DIRECTIONS FOR THIS TASK:
Reproduce this listing from its first line through the line with "delivery without debouncing.", inclusive, leaving out all that follows.

DATA SUPPLIED below:

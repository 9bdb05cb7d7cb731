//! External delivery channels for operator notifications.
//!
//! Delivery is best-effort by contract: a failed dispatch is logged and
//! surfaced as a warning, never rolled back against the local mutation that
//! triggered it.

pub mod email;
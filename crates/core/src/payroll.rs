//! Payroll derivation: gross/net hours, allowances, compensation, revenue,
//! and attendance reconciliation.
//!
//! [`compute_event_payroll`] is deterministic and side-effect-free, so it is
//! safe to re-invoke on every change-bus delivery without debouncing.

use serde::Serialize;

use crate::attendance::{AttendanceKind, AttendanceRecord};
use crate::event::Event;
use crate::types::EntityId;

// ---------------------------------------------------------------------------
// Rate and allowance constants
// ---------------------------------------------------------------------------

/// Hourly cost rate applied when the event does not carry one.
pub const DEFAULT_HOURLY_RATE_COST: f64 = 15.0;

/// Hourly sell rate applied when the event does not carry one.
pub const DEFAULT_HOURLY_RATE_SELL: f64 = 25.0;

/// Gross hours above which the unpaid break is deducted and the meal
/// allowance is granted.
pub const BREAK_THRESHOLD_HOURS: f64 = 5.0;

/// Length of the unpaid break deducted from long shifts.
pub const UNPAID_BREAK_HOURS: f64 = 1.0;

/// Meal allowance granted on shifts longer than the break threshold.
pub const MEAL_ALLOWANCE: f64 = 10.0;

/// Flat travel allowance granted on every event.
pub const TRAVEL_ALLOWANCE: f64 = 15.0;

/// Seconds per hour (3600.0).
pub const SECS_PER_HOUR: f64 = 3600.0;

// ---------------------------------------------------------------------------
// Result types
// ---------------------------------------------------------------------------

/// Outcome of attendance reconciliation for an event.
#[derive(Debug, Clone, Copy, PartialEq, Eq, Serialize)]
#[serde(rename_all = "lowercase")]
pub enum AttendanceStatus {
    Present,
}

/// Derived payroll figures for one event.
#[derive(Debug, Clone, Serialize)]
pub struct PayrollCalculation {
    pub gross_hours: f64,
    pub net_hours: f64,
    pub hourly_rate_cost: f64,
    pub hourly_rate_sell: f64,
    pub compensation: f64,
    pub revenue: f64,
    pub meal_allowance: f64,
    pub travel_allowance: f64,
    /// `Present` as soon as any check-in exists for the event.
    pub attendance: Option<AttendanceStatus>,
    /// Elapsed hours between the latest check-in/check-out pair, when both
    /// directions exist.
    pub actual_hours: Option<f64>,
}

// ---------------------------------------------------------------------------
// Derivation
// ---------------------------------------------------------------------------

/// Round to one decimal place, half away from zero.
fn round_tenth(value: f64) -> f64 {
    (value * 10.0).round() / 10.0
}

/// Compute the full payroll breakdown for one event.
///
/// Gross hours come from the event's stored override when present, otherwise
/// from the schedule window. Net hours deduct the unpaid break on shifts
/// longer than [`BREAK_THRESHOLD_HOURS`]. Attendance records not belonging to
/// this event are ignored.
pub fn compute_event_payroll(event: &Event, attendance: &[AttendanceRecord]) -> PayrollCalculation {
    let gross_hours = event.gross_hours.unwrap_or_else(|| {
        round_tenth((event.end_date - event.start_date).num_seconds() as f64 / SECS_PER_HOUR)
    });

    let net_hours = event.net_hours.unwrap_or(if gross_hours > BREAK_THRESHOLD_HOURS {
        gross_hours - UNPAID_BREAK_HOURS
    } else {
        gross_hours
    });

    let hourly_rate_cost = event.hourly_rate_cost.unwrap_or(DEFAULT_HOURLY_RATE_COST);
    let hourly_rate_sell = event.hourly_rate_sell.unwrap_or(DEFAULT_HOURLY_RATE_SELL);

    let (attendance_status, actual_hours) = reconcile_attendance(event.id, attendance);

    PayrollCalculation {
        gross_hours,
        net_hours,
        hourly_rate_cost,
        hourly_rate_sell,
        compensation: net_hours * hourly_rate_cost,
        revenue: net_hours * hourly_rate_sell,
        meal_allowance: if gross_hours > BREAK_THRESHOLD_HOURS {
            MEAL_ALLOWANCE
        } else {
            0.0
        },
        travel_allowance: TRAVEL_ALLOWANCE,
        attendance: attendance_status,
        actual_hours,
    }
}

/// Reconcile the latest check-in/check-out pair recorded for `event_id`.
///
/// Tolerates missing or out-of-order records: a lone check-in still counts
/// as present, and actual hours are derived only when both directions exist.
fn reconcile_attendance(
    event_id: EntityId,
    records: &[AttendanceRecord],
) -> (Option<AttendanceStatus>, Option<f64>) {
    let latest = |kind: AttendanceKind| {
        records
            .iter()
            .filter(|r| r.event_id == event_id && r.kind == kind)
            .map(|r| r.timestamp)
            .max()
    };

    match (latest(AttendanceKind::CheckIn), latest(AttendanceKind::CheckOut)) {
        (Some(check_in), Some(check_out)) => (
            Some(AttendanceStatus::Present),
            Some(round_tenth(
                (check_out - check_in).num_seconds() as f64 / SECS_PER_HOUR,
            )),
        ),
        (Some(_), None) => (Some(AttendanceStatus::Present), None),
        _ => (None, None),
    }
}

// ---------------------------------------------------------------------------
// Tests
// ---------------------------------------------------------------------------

End of DATA SUPPLIED.

COMPLETED TASK:
repository 9bdb05cb7d7cb731
//! External delivery channels for operator notifications.
//!
//! Delivery is best-effort by contract: a failed dispatch is logged and
//! surfaced as a warning, never rolled back against the local mutation that
//! triggered it.

pub mod email;
filename crates/core/src/payroll.rs
//! Payroll derivation: gross/net hours, allowances, compensation, revenue,
//! and attendance reconciliation.
//!
//! [`compute_event_payroll`] is deterministic and side-effect-free, so it is
//! safe to re-invoke on every change-bus delivery without debouncing.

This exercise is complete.